TO DO. How many lines of the data include the string "first"? State the number and nothing else.

Stored items:
-- Opening Marker --
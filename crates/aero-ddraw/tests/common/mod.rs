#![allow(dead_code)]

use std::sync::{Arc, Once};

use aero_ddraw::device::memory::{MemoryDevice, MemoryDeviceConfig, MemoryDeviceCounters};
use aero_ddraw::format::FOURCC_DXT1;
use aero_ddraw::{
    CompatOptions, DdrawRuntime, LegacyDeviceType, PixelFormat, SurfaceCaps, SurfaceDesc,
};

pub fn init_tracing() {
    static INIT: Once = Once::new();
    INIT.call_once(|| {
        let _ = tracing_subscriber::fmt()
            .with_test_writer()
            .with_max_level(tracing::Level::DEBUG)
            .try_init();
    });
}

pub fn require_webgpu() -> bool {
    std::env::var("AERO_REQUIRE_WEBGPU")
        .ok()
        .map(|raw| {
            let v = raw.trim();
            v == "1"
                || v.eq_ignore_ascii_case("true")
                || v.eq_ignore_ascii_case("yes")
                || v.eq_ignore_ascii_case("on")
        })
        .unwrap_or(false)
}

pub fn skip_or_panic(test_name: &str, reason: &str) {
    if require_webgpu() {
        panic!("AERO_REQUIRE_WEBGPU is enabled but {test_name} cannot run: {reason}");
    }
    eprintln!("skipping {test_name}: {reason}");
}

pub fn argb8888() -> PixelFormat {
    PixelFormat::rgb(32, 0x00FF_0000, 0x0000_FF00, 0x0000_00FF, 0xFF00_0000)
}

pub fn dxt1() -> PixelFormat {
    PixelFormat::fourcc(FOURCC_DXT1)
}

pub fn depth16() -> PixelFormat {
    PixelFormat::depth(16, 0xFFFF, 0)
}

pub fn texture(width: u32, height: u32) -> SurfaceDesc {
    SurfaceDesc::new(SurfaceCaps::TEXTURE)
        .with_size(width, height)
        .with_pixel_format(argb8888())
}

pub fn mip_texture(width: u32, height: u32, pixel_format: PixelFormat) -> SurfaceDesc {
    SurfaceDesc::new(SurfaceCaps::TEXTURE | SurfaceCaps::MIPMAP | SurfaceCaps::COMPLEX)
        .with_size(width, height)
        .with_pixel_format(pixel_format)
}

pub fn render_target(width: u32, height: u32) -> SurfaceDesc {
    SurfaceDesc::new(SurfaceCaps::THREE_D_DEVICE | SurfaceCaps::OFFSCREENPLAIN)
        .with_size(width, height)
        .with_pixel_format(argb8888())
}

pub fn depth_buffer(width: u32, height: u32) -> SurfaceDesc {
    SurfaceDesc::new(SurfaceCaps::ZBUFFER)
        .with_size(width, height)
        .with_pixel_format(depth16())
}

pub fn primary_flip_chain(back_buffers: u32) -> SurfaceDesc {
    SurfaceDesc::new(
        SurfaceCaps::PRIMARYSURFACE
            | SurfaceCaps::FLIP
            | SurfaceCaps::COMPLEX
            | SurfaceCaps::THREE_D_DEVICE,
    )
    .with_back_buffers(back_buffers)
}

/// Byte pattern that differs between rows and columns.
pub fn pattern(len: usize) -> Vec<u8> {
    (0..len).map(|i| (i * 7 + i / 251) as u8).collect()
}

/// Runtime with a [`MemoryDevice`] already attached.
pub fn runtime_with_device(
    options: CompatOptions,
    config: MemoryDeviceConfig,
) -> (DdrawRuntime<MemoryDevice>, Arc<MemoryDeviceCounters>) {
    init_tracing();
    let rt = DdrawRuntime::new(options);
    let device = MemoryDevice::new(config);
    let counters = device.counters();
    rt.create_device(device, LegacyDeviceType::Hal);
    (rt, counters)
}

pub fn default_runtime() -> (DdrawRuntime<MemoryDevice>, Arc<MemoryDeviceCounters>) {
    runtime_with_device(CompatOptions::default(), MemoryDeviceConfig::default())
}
-- Closing Marker --
-- Opening Marker --
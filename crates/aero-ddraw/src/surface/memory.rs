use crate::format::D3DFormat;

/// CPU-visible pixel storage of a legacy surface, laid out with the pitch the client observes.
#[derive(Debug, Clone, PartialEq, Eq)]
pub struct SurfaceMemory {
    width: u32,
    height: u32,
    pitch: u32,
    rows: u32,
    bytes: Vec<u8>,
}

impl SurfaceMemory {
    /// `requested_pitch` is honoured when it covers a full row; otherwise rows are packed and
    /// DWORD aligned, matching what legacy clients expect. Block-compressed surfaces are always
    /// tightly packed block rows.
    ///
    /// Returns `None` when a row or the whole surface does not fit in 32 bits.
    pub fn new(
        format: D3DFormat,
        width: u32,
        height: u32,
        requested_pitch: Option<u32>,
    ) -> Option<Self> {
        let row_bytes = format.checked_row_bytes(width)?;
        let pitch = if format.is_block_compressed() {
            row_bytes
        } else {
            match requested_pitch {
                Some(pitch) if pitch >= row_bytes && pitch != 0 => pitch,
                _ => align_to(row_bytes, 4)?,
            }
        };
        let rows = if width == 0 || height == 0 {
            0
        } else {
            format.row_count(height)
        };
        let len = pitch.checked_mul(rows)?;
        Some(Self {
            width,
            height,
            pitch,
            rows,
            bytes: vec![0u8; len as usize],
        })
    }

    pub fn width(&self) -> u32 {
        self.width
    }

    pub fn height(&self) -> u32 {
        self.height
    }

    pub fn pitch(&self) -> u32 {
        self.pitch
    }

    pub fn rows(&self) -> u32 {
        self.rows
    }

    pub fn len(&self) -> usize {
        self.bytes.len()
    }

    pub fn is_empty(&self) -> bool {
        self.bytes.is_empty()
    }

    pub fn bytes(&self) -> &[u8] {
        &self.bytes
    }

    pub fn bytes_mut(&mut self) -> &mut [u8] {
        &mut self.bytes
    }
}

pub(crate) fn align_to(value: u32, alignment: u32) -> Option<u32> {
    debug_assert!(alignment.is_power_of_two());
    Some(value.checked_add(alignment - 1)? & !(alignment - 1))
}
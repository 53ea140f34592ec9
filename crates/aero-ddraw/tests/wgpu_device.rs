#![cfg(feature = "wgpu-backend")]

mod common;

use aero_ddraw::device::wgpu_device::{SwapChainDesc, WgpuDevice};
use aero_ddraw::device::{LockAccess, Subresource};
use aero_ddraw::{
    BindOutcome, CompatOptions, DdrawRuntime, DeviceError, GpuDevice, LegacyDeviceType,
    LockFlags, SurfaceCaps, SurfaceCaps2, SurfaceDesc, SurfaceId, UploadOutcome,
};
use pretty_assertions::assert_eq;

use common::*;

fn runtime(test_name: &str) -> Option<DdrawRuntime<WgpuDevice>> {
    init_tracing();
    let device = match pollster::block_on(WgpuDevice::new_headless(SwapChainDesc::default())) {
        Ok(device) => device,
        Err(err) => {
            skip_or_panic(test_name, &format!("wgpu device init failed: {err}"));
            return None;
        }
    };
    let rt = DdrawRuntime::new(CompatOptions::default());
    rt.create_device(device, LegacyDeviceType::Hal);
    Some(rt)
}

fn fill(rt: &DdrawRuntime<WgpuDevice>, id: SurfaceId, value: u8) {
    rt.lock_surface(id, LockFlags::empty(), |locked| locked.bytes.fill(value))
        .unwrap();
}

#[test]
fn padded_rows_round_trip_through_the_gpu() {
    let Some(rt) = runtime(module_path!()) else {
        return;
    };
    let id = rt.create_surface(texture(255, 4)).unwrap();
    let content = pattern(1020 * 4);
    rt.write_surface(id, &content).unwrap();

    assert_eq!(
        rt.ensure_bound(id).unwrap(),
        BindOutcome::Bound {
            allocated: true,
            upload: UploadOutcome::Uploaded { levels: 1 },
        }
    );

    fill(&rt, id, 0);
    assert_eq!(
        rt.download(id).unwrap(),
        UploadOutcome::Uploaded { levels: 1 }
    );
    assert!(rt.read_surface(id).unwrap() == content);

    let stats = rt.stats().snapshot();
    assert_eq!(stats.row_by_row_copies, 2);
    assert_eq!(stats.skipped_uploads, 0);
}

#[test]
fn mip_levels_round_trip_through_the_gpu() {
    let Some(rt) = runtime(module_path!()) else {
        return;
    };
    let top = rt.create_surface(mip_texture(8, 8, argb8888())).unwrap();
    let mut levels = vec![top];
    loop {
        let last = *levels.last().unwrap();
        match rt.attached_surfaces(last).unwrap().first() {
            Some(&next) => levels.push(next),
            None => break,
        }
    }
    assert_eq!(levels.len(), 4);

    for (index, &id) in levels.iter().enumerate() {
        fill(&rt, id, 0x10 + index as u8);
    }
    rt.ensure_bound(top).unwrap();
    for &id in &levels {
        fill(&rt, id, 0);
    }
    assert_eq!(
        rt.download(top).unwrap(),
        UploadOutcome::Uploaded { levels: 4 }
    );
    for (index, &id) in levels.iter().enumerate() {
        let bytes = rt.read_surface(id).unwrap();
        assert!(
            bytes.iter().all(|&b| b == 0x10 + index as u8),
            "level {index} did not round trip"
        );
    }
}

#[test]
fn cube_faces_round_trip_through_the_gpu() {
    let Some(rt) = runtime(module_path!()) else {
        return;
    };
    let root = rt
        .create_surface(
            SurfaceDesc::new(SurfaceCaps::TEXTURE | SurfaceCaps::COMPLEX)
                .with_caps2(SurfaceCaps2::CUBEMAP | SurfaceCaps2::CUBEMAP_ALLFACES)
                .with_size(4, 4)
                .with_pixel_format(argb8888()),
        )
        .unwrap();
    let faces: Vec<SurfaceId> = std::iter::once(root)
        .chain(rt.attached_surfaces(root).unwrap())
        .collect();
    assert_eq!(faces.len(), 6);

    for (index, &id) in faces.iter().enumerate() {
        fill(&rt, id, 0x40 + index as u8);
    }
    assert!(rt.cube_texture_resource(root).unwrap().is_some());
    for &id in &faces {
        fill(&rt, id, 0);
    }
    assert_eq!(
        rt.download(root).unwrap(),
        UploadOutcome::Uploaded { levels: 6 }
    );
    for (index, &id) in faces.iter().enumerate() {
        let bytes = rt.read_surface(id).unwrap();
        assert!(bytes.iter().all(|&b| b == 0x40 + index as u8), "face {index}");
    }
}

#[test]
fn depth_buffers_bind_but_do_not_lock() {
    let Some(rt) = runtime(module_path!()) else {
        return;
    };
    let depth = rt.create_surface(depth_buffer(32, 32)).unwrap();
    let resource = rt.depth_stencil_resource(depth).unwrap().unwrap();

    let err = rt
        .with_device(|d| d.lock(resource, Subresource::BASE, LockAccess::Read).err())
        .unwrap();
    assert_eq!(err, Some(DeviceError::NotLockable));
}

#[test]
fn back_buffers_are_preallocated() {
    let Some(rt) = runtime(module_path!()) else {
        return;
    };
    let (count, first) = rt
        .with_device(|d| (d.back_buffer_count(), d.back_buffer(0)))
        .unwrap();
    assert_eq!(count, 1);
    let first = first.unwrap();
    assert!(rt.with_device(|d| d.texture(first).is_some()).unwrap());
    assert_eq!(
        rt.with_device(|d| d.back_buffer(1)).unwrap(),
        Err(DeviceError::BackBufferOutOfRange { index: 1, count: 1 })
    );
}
-- Closing Marker --
TASK ANSWER. 4